NSX Troubleshooting Scenario 2 – Solution

Welcome to the second installment of a new series of NSX troubleshooting scenarios. This is the second half of scenario two, where I’ll perform some troubleshooting and resolve the problem.

Please see the first half for more detail on the problem symptoms and some scoping.

Getting Started

As mentioned in the first half, the problem is limited to a host called esx-a1. As soon as a guest moves to that host, it has no network connectivity. If we move a guest off of the host, its connectivity is restored.

We have one VM called win-a1 on host esx-a1 for testing purposes at the moment.
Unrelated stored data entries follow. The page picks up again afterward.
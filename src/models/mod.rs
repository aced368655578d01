// src/models/mod.rs

pub mod answer;
pub mod question;
pub mod session;
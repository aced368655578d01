// src/lib.rs

pub mod client;
pub mod config;
pub mod error;
pub mod handlers;
pub mod models;
pub mod routes;
pub mod session;
pub mod state;
pub mod utils;

// Re-export specific items for convenience if needed
pub use client::ExamClient;
pub use routes::create_router;
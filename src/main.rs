// src/main.rs

use dotenvy::dotenv;
use exam_session::config::Config;
use exam_session::routes;
use exam_session::state::AppState;
use sqlx::sqlite::{SqliteConnectOptions, SqlitePoolOptions};
use std::str::FromStr;
use std::time::Duration;
use tracing_subscriber::{EnvFilter, fmt, layer::SubscriberExt, util::SubscriberInitExt};

#[tokio::main]
async fn main() {
    // Load .env file (if present)
    dotenv().ok();

    // Load configuration from environment
    let config = Config::from_env();

    let file_appender = tracing_appender::rolling::daily("logs", "exam-server.log");
    let (non_blocking, _guard) = tracing_appender::non_blocking(file_appender);
    let env_filter = EnvFilter::new(&config.rust_log);
    let stdout_layer = fmt::layer().with_writer(std::io::stdout).with_target(false);
    let file_layer = fmt::layer().with_writer(non_blocking).with_ansi(false);

    // Initialize Tracing (Logging)
    tracing_subscriber::registry()
        .with(env_filter)
        .with(stdout_layer)
        .with(file_layer)
        .init();

    let connect_options = SqliteConnectOptions::from_str(&config.database_url)
        .expect("DATABASE_URL must be a valid sqlite url")
        .create_if_missing(true)
        .foreign_keys(true);

    // Initialize Database Pool with Retry
    let mut retry_count = 0;
    let pool = loop {
        match SqlitePoolOptions::new()
            .max_connections(5)
            .acquire_timeout(Duration::from_secs(3))
            .connect_with(connect_options.clone())
            .await
        {
            Ok(pool) => break pool,
            Err(e) => {
                retry_count += 1;
                if retry_count > 5 {
                    panic!("Failed to open database after 5 retries: {}", e);
                }
                tracing::warn!("Database not ready, retrying in 2s... (Attempt {})", retry_count);
                tokio::time::sleep(Duration::from_secs(2)).await;
            }
        }
    };

    tracing::info!("Database connected...");

    // Run Migrations Automatically
    tracing::info!("Running migrations...");
    sqlx::migrate!("./migrations")
        .run(&pool)
        .await
        .expect("Failed to run database migrations");
    tracing::info!("Migrations applied successfully.");

    let bind_addr = config.bind_addr.clone();

    // Create AppState
    let state = AppState {
        pool: pool.clone(),
        config,
    };

    // Create the Axum application router
    let app = routes::create_router(state);

    tracing::info!("Exam server listening on {}", bind_addr);

    let listener = tokio::net::TcpListener::bind(&bind_addr)
        .await
        .expect("Failed to bind listening address");

    // Start the server
    axum::serve(listener, app).await.expect("Server error");
}
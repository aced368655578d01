// src/session/mod.rs

//! Client-side exam session: the state machine, its two persistence
//! channels, reload recovery and the task that drives it.

pub mod checkpoint;
pub mod driver;
pub mod machine;
pub mod recovery;
pub mod sync;

#[cfg(test)]
pub(crate) mod testing;

pub use checkpoint::{Checkpoint, FileStore, KeyValueStore, LocalCheckpoint, MemoryStore};
pub use driver::{SessionCommand, SessionDriver, SessionHandle, SessionView};
pub use machine::{ExamPlan, ExamSession, PlannedQuestion, SyncReport};
pub use recovery::{RecoveryDecision, RecoveryNegotiator, RecoverySummary, decide};
pub use sync::{HttpSyncTransport, RemoteSync, SyncTransport};
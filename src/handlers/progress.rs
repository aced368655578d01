// src/handlers/progress.rs

use axum::{
    Json,
    extract::{Path, State},
    response::IntoResponse,
};
use sqlx::SqlitePool;

use crate::{
    error::AppError,
    models::session::{ProgressResponse, ProgressRow, RemoteSyncRecord, SessionStatus},
};

async fn exam_exists(pool: &SqlitePool, identity: &str) -> Result<bool, AppError> {
    let found: Option<(String,)> = sqlx::query_as("SELECT identity FROM exams WHERE identity = ?")
        .bind(identity)
        .fetch_optional(pool)
        .await?;
    Ok(found.is_some())
}

async fn fetch_progress(
    pool: &SqlitePool,
    identity: &str,
) -> Result<Option<ProgressResponse>, AppError> {
    let row = sqlx::query_as::<_, ProgressRow>(
        r#"
        SELECT identity, answers, time_left, status, sent_at_ms
        FROM session_progress
        WHERE identity = ?
        "#,
    )
    .bind(identity)
    .fetch_optional(pool)
    .await?;

    row.map(ProgressResponse::try_from)
        .transpose()
        .map_err(AppError::InternalServerError)
}

/// Accepts a full-state progress record from the client.
///
/// Upsert semantics, so repeating a record changes nothing. Two guards keep
/// the stored row from moving backwards:
/// * a terminal status (`submitted`, `time_up`) is never overwritten;
/// * a record sent earlier than the stored one is ignored.
///
/// Returns whatever progress is stored after the call.
pub async fn put_progress(
    State(pool): State<SqlitePool>,
    Path(identity): Path<String>,
    Json(record): Json<RemoteSyncRecord>,
) -> Result<impl IntoResponse, AppError> {
    if !exam_exists(&pool, &identity).await? {
        return Err(AppError::NotFound(format!("Exam '{}' not found", identity)));
    }
    if record.status == SessionStatus::NotStarted {
        return Err(AppError::BadRequest(
            "Progress of an exam that has not started cannot be recorded".to_string(),
        ));
    }

    let result = sqlx::query(
        r#"
        INSERT INTO session_progress (identity, answers, time_left, status, sent_at_ms)
        VALUES (?, ?, ?, ?, ?)
        ON CONFLICT(identity) DO UPDATE SET
            answers = excluded.answers,
            time_left = excluded.time_left,
            status = excluded.status,
            sent_at_ms = excluded.sent_at_ms,
            updated_at = CURRENT_TIMESTAMP
        WHERE session_progress.status NOT IN ('submitted', 'time_up')
          AND excluded.sent_at_ms >= session_progress.sent_at_ms
        "#,
    )
    .bind(&identity)
    .bind(sqlx::types::Json(&record.answers))
    .bind(i64::from(record.time_left))
    .bind(record.status.as_str())
    .bind(record.sent_at.timestamp_millis())
    .execute(&pool)
    .await
    .map_err(|e| {
        tracing::error!("Failed to upsert progress of {}: {:?}", identity, e);
        AppError::InternalServerError(e.to_string())
    })?;

    if result.rows_affected() == 0 {
        tracing::debug!("Progress for {} superseded, kept stored row", identity);
    }

    let stored = fetch_progress(&pool, &identity)
        .await?
        .ok_or_else(|| AppError::InternalServerError("progress vanished after upsert".to_string()))?;

    Ok(Json(stored))
}

/// Returns the last progress recorded for an exam.
pub async fn get_progress(
    State(pool): State<SqlitePool>,
    Path(identity): Path<String>,
) -> Result<impl IntoResponse, AppError> {
    let stored = fetch_progress(&pool, &identity)
        .await?
        .ok_or_else(|| AppError::NotFound(format!("No progress recorded for '{}'", identity)))?;

    Ok(Json(stored))
}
As expected, the VM can’t be reached.

To begin, let’s have a look at the host from the CLI to figure out what’s going on. We know that the UI is reporting that it’s not prepared and that it doesn’t have any VTEPs created. In reality, we know a VTEP exists but let’s confirm.

To begin, we’ll check to see if any of the VIBs are installed on this host. With NSX 6.3.x, we expect to see two VIBs listed – esx-vsip and esx-vxlan.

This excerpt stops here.